Once they started reopening and some went back to work, they closed again when protests over George Floyd's death started.

Gate City Candy Company owner Daniel Weatherington took the boards down from his business this week. 

There are some businesses downtown who aren’t ready to take the plywood turned art - down from their storefronts.

"We've got mixed emotions about it. Some think they should stay up a little longer others want to get back to business as normal," Weatherington said.  "That's the category I fall under."

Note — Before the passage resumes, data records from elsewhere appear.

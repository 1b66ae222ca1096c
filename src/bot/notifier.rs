use async_trait::async_trait;
use serenity::{builder::CreateMessage, http::Http, model::id::ChannelId};
use std::sync::Arc;
use tracing::debug;

use crate::{
    audio::{
        queue::PlayableItem,
        sink::{NotificationHandle, Notifier},
    },
    error::{MusicError, Result},
    ui::embeds::create_now_playing_embed,
};

/// Publica el "reproduciendo ahora" en el canal de texto del guild
pub struct ChannelNotifier {
    http: Arc<Http>,
}

impl ChannelNotifier {
    pub fn new(http: Arc<Http>) -> Self {
        Self { http }
    }
}

#[async_trait]
impl Notifier for ChannelNotifier {
    async fn send_now_playing(&self, channel_id: ChannelId, item: &PlayableItem) -> Result<NotificationHandle> {
        let message = channel_id
            .send_message(&self.http, CreateMessage::new().embed(create_now_playing_embed(item)))
            .await
            .map_err(|e| MusicError::Notification(e.to_string()))?;

        Ok(NotificationHandle {
            channel_id,
            message_id: message.id,
        })
    }

    async fn delete(&self, handle: NotificationHandle) {
        // El mensaje pudo haber sido borrado a mano
        if let Err(e) = handle
            .channel_id
            .delete_message(&self.http, handle.message_id)
            .await
        {
            debug!("🗑️ No se pudo borrar la notificación {}: {}", handle.message_id, e);
        }
    }
}
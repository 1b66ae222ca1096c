use async_trait::async_trait;
use base64::{engine::general_purpose::STANDARD, Engine as _};
use regex::Regex;
use reqwest::StatusCode;
use serde::{de::DeserializeOwned, Deserialize};
use std::{
    sync::LazyLock,
    time::{Duration, Instant},
};
use tokio::sync::Mutex;
use tracing::{debug, info};
use url::Url;

use super::{CatalogLink, MediaKind, MediaProvider, ProviderKind, TrackMetadata};
use crate::error::{MusicError, Result};

static WEB_LINK: LazyLock<Regex> = LazyLock::new(|| {
    Regex::new(r"(?:open|play)\.spotify\.com/(?:intl-[A-Za-z-]+/)?(track|album|playlist|artist)/([A-Za-z0-9]{22})")
        .expect("regex de Spotify válida")
});

static URI_LINK: LazyLock<Regex> = LazyLock::new(|| {
    Regex::new(r"^spotify:(track|album|playlist|artist):([A-Za-z0-9]{22})$")
        .expect("regex de URI de Spotify válida")
});

const SOURCE_NAME: &str = "Spotify";
const API_BASE: &str = "https://api.spotify.com/v1";
const TOKEN_URL: &str = "https://accounts.spotify.com/api/token";
const TOP_TRACKS_MARKET: &str = "US";

/// Cliente de Spotify (catálogo cruzado).
///
/// Solo aporta metadata: el audio se busca en el catálogo nativo al
/// reproducir, así que `stream_url` nunca devuelve nada.
pub struct SpotifyClient {
    http: reqwest::Client,
    client_id: String,
    client_secret: String,
    max_playlist_size: usize,
    token: Mutex<Option<AccessToken>>,
}

#[derive(Debug, Clone)]
struct AccessToken {
    value: String,
    expires_at: Instant,
}

#[derive(Debug, Deserialize)]
struct TokenResponse {
    access_token: String,
    expires_in: u64,
}

#[derive(Debug, Deserialize)]
struct SpotifyTrack {
    name: String,
    duration_ms: Option<u64>,
    #[serde(default)]
    artists: Vec<SpotifyArtist>,
    album: Option<SpotifyAlbumRef>,
    external_urls: Option<ExternalUrls>,
    id: Option<String>,
}

#[derive(Debug, Deserialize)]
struct SpotifyArtist {
    name: String,
}

#[derive(Debug, Deserialize)]
struct SpotifyAlbumRef {
    name: String,
    #[serde(default)]
    images: Vec<SpotifyImage>,
}

#[derive(Debug, Deserialize)]
struct SpotifyAlbum {
    name: String,
    #[serde(default)]
    images: Vec<SpotifyImage>,
    tracks: Paging<SpotifyTrack>,
}

#[derive(Debug, Deserialize)]
struct SpotifyImage {
    url: String,
}

#[derive(Debug, Deserialize)]
struct ExternalUrls {
    spotify: Option<String>,
}

#[derive(Debug, Deserialize)]
struct Paging<T> {
    items: Vec<T>,
}

#[derive(Debug, Deserialize)]
struct PlaylistItem {
    track: Option<SpotifyTrack>,
}

#[derive(Debug, Deserialize)]
struct TopTracks {
    tracks: Vec<SpotifyTrack>,
}

#[derive(Debug, Deserialize)]
struct SearchResponse {
    tracks: Paging<SpotifyTrack>,
}

impl SpotifyTrack {
    /// Convierte a metadata; los tracks de un álbum no traen su álbum
    fn into_metadata(self, album: Option<(&str, Option<&str>)>) -> TrackMetadata {
        let uploader = (!self.artists.is_empty()).then(|| {
            self.artists
                .iter()
                .map(|artist| artist.name.as_str())
                .collect::<Vec<_>>()
                .join(", ")
        });

        let (album_name, thumbnail) = match (self.album, album) {
            (Some(own), _) => {
                let image = own.images.into_iter().next().map(|image| image.url);
                (Some(own.name), image)
            }
            (None, Some((name, image))) => (Some(name.to_string()), image.map(str::to_string)),
            (None, None) => (None, None),
        };

        let locator = self
            .external_urls
            .and_then(|urls| urls.spotify)
            .or_else(|| self.id.map(|id| format!("https://open.spotify.com/track/{}", id)))
            .unwrap_or_default();

        TrackMetadata {
            locator,
            title: self.name,
            uploader,
            album: album_name,
            duration: self.duration_ms.map(Duration::from_millis),
            thumbnail,
        }
    }
}

fn album_entries(album: SpotifyAlbum) -> Vec<TrackMetadata> {
    let cover = album.images.first().map(|image| image.url.as_str());
    album
        .tracks
        .items
        .into_iter()
        .map(|track| track.into_metadata(Some((album.name.as_str(), cover))))
        .collect()
}

fn playlist_entries(page: Paging<PlaylistItem>) -> Vec<TrackMetadata> {
    // Tracks locales o eliminados vienen como null
    page.items
        .into_iter()
        .filter_map(|item| item.track)
        .map(|track| track.into_metadata(None))
        .collect()
}

fn media_kind(segment: &str) -> Option<MediaKind> {
    match segment {
        "track" => Some(MediaKind::Track),
        "album" => Some(MediaKind::Album),
        "playlist" => Some(MediaKind::Playlist),
        "artist" => Some(MediaKind::Artist),
        _ => None,
    }
}

impl SpotifyClient {
    pub fn new(client_id: String, client_secret: String, max_playlist_size: usize) -> Self {
        Self {
            http: reqwest::Client::builder()
                .timeout(Duration::from_secs(15))
                .build()
                .unwrap_or_default(),
            client_id,
            client_secret,
            max_playlist_size,
            token: Mutex::new(None),
        }
    }

    /// Extrae tipo e id de un enlace web o URI de Spotify
    pub fn parse_spotify_url(raw: &str) -> Option<CatalogLink> {
        let captures = WEB_LINK
            .captures(raw)
            .or_else(|| URI_LINK.captures(raw.trim()))?;
        let kind = media_kind(&captures[1])?;
        Some(CatalogLink::new(kind, &captures[2]))
    }

    /// Token de client credentials, renovado un minuto antes de expirar
    async fn access_token(&self) -> Result<String> {
        let mut cached = self.token.lock().await;
        if let Some(token) = cached.as_ref() {
            if token.expires_at > Instant::now() {
                return Ok(token.value.clone());
            }
        }

        debug!("🔑 Renovando token de Spotify");
        let credentials = STANDARD.encode(format!("{}:{}", self.client_id, self.client_secret));
        let response = self
            .http
            .post(TOKEN_URL)
            .header("Authorization", format!("Basic {}", credentials))
            .header("Content-Type", "application/x-www-form-urlencoded")
            .body("grant_type=client_credentials")
            .send()
            .await
            .map_err(|e| MusicError::provider(SOURCE_NAME, e))?;

        if !response.status().is_success() {
            return Err(MusicError::provider(
                SOURCE_NAME,
                format!("autenticación rechazada ({})", response.status()),
            ));
        }

        let token: TokenResponse = response
            .json()
            .await
            .map_err(|e| MusicError::provider(SOURCE_NAME, e))?;

        let lifetime = Duration::from_secs(token.expires_in.saturating_sub(60));
        *cached = Some(AccessToken {
            value: token.access_token.clone(),
            expires_at: Instant::now() + lifetime,
        });

        Ok(token.access_token)
    }

    /// GET autenticado; `None` si el recurso no existe o el id es inválido
    async fn get<T: DeserializeOwned>(&self, path: &str, query: &[(&str, String)]) -> Result<Option<T>> {
        let token = self.access_token().await?;
        let response = self
            .http
            .get(format!("{}{}", API_BASE, path))
            .bearer_auth(token)
            .query(query)
            .send()
            .await
            .map_err(|e| MusicError::provider(SOURCE_NAME, e))?;

        match response.status() {
            StatusCode::NOT_FOUND | StatusCode::BAD_REQUEST => {
                debug!("Spotify no encontró {}", path);
                Ok(None)
            }
            status if status.is_success() => response
                .json::<T>()
                .await
                .map(Some)
                .map_err(|e| MusicError::provider(SOURCE_NAME, e)),
            status => Err(MusicError::provider(SOURCE_NAME, format!("respuesta {} en {}", status, path))),
        }
    }
}

#[async_trait]
impl MediaProvider for SpotifyClient {
    fn kind(&self) -> ProviderKind {
        ProviderKind::CrossCatalog
    }

    fn source_name(&self) -> &'static str {
        SOURCE_NAME
    }

    fn owns(&self, url: &Url) -> bool {
        url.scheme() == "spotify"
            || matches!(url.host_str(), Some("open.spotify.com") | Some("play.spotify.com"))
    }

    fn parse_link(&self, raw: &str) -> Option<CatalogLink> {
        Self::parse_spotify_url(raw)
    }

    async fn resolve_by_id(&self, kind: MediaKind, id: &str) -> Result<Option<TrackMetadata>> {
        if kind != MediaKind::Track {
            debug!("resolve_by_id no aplica a {:?}", kind);
            return Ok(None);
        }

        let track: Option<SpotifyTrack> = self.get(&format!("/tracks/{}", id), &[]).await?;
        Ok(track.map(|track| track.into_metadata(None)))
    }

    async fn search(&self, query: &str) -> Result<Option<TrackMetadata>> {
        info!("🔍 Buscando en Spotify: {}", query);

        let params = [
            ("q", query.to_string()),
            ("type", "track".to_string()),
            ("limit", "1".to_string()),
        ];
        let response: Option<SearchResponse> = self.get("/search", &params).await?;

        Ok(response
            .and_then(|response| response.tracks.items.into_iter().next())
            .map(|track| track.into_metadata(None)))
    }

    async fn resolve_playlist(&self, kind: MediaKind, id: &str) -> Result<Vec<TrackMetadata>> {
        info!("📋 Obteniendo {:?} de Spotify: {}", kind, id);

        let entries = match kind {
            MediaKind::Album => self
                .get::<SpotifyAlbum>(&format!("/albums/{}", id), &[])
                .await?
                .map(album_entries),
            MediaKind::Playlist => {
                let limit = self.max_playlist_size.clamp(1, 100).to_string();
                self.get::<Paging<PlaylistItem>>(&format!("/playlists/{}/tracks", id), &[("limit", limit)])
                    .await?
                    .map(playlist_entries)
            }
            MediaKind::Artist => self
                .get::<TopTracks>(
                    &format!("/artists/{}/top-tracks", id),
                    &[("market", TOP_TRACKS_MARKET.to_string())],
                )
                .await?
                .map(|top| top.tracks.into_iter().map(|track| track.into_metadata(None)).collect()),
            MediaKind::Track | MediaKind::Video => None,
        };

        Ok(entries.unwrap_or_default())
    }

    async fn stream_url(&self, _locator: &str) -> Result<Option<String>> {
        Ok(None)
    }
}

Please support the Retail Alliance Downtown in raising funds to assi... st the businesses affected by the riots and looting. Some of the businesses the funds will go to did not have insurance, or insurance will not cover the damage.

Weatherington's business was vandalized, two weeks ago.

His windows were repaired Tuesday. 

RELATED: VIDEO: Gate City Candy Company one of many downtown businesses vandalized

"I got a business downtown to have a store front so people can see in and see what I've got inside," Weatherington said. "My glass is fixed I want to move past it a little bit."

Rocks Hair Shop, a business on Elm Street took their boards down and so did Crafted the Art of the Taco.

Owner of Crafted Kris Fuller said they took their plywood down as part of their reopening.

"The way our store front is set up is we have garage doors which allows us to have a patio area,” Fuller said. “In order for that to happen the panels had to come down.”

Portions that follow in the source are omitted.